■ WHAT IS REQUIRED ■
Using the entries that follow, write out the line containing "of the page.", the line containing "problems are reported", and every line between them, exactly and nothing else.

■ RECORDS ■
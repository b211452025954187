//! Sonar signal vectors and raw-input parsing.
//!
//! A signal is the 60 band energies returned by one sonar sweep. The UI hands
//! us the raw comma-separated text exactly as the user typed it; everything
//! that can go wrong with that text is an [`InputError`], which is a user
//! mistake rather than a system fault.

use serde::{Deserialize, Serialize};

/// Number of energy bands in one sonar sweep.
pub const SIGNAL_LEN: usize = 60;

/// A validated sonar signal: exactly [`SIGNAL_LEN`] finite values.
#[derive(Debug, Clone, PartialEq, Serialize, Deserialize)]
pub struct SignalVector(Vec<f64>);

impl SignalVector {
    /// Build a signal from already-parsed values.
    pub fn new(values: Vec<f64>) -> Result<Self, InputError> {
        if let Some(position) = values.iter().position(|v| !v.is_finite()) {
            return Err(InputError::NonFinite {
                position: position + 1,
            });
        }
        if values.len() != SIGNAL_LEN {
            return Err(InputError::WrongCount {
                expected: SIGNAL_LEN,
                found: values.len(),
            });
        }
        Ok(Self(values))
    }

    /// The band values, in sweep order.
    #[must_use]
    pub fn values(&self) -> &[f64] {
        &self.0
    }
}

impl AsRef<[f64]> for SignalVector {
    fn as_ref(&self) -> &[f64] {
        &self.0
    }
}

/// Problems with user-supplied signal text.
#[derive(Debug, Clone, PartialEq, thiserror::Error)]
pub enum InputError {
    /// Parsed cleanly but the number of values is wrong.
    #[error("Please enter exactly {expected} numeric values (got {found}).")]
    WrongCount { expected: usize, found: usize },

    /// A token is not a number. `position` is 1-based.
    #[error("Invalid input: value {position} ('{token}') is not a number.")]
    NotNumeric { position: usize, token: String },

    /// A token parsed to NaN or infinity. `position` is 1-based.
    #[error("Invalid input: value {position} is not a finite number.")]
    NonFinite { position: usize },
}

impl InputError {
    /// Short message for the result area of the page.
    #[must_use]
    pub const fn summary(&self) -> &'static str {
        match self {
            Self::WrongCount { .. } => "Please enter exactly 60 numeric values.",
            Self::NotNumeric { .. } | Self::NonFinite { .. } => "Invalid input.",
        }
    }
}

/// Parse the raw comma-separated text from the input box.
///
/// Tokens are trimmed, so `"0.1, 0.2"` is fine. Token problems are reported
/// before the count, which means `"1,x"` is `NotNumeric` rather than
/// `WrongCount`.
pub fn parse_signal(raw: &str) -> Result<SignalVector, InputError> {
    let mut values = Vec::with_capacity(SIGNAL_LEN);

    for (index, token) in raw.split(',').enumerate() {
        let token = token.trim();
        let value: f64 = token.parse().map_err(|_| InputError::NotNumeric {
            position: index + 1,
            token: token.to_string(),
        })?;
        if !value.is_finite() {
            return Err(InputError::NonFinite {
                position: index + 1,
            });
        }
        values.push(value);
    }

    SignalVector::new(values)
}

#[cfg(test)]
mod tests {
    use super::*;

    fn sixty(value: &str) -> String {
        vec![value; SIGNAL_LEN].join(",")
    }

    #[test]
    fn parses_sixty_values() {
        let signal = parse_signal(&sixty("0.02")).unwrap();
        assert_eq!(signal.values().len(), SIGNAL_LEN);
        assert!((signal.values()[59] - 0.02).abs() < f64::EPSILON);
    }

    #[test]
    fn tolerates_whitespace_around_tokens() {
        let raw = vec![" 0.5 "; SIGNAL_LEN].join(",");
        assert!(parse_signal(&raw).is_ok());
    }

    #[test]
    fn three_values_is_wrong_count() {
        let err = parse_signal("1,2,3").unwrap_err();
        assert_eq!(
            err,
            InputError::WrongCount {
                expected: SIGNAL_LEN,
                found: 3
            }
        );
        assert_eq!(err.summary(), "Please enter exactly 60 numeric values.");
    }

    #[test]
    fn sixty_one_values_is_wrong_count() {
        let raw = vec!["0.1"; SIGNAL_LEN + 1].join(",");
        assert!(matches!(
            parse_signal(&raw),
            Err(InputError::WrongCount { found: 61, .. })
        ));
    }

    #[test]
    fn non_numeric_token_reports_position() {
        let mut tokens = vec!["0.1"; SIGNAL_LEN];
        tokens[4] = "abc";
        let err = parse_signal(&tokens.join(",")).unwrap_err();
        assert_eq!(
            err,
            InputError::NotNumeric {
                position: 5,
                token: "abc".to_string()
            }
        );
        assert_eq!(err.summary(), "Invalid input.");
    }

    #[test]
    fn token_errors_win_over_count() {
        assert!(matches!(
            parse_signal("1,x"),
            Err(InputError::NotNumeric { position: 2, .. })
        ));
    }

    #[test]
    fn empty_input_is_not_numeric() {
        assert!(matches!(
            parse_signal(""),
            Err(InputError::NotNumeric { position: 1, .. })
        ));
        assert!(matches!(
            parse_signal("1,,2"),
            Err(InputError::NotNumeric { position: 2, .. })
        ));
    }

    #[test]
    fn nan_and_infinity_are_rejected() {
        let mut tokens = vec!["0.1"; SIGNAL_LEN];
        tokens[0] = "NaN";
        assert_eq!(
            parse_signal(&tokens.join(",")).unwrap_err(),
            InputError::NonFinite { position: 1 }
        );
        tokens[0] = "inf";
        assert!(matches!(
            parse_signal(&tokens.join(",")),
            Err(InputError::NonFinite { .. })
        ));
    }
}
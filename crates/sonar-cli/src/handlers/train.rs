//! Train command handler.

use sonar_core::{Settings, TrainingConfig, TrainingReport, train_from_csv};

use crate::error::CliError;

/// Train on the configured dataset and print the report.
pub fn execute(settings: &Settings, json: bool) -> Result<TrainingReport, CliError> {
    let dataset = settings.effective_dataset_path();
    let (_, report) = train_from_csv(
        &dataset,
        &settings.split_config(),
        &TrainingConfig::default(),
    )?;

    if json {
        println!("{}", serde_json::to_string_pretty(&report)?);
    } else {
        println!("Dataset: {}", dataset.display());
        print!("{}", format_report(&report));
    }
    Ok(report)
}

/// Human-readable report.
pub fn format_report(report: &TrainingReport) -> String {
    let holdout = report
        .holdout_accuracy
        .map_or_else(|| "n/a".to_string(), |acc| format!("{:.1}%", acc * 100.0));
    format!(
        "Training samples:  {}\nHoldout samples:   {}\nTraining accuracy: {:.1}%\nHoldout accuracy:  {holdout}\nIterations:        {}\n",
        report.train_samples,
        report.holdout_samples,
        report.train_accuracy * 100.0,
        report.iterations,
    )
}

■ OUTPUT FOR THIS TASK ■
    /// Short message for the result area of the page.
    #[must_use]
    pub const fn summary(&self) -> &'static str {
        match self {
            Self::WrongCount { .. } => "Please enter exactly 60 numeric values.",
            Self::NotNumeric { .. } | Self::NonFinite { .. } => "Invalid input.",
        }
    }
}

/// Parse the raw comma-separated text from the input box.
///
/// Tokens are trimmed, so `"0.1, 0.2"` is fine. Token problems are reported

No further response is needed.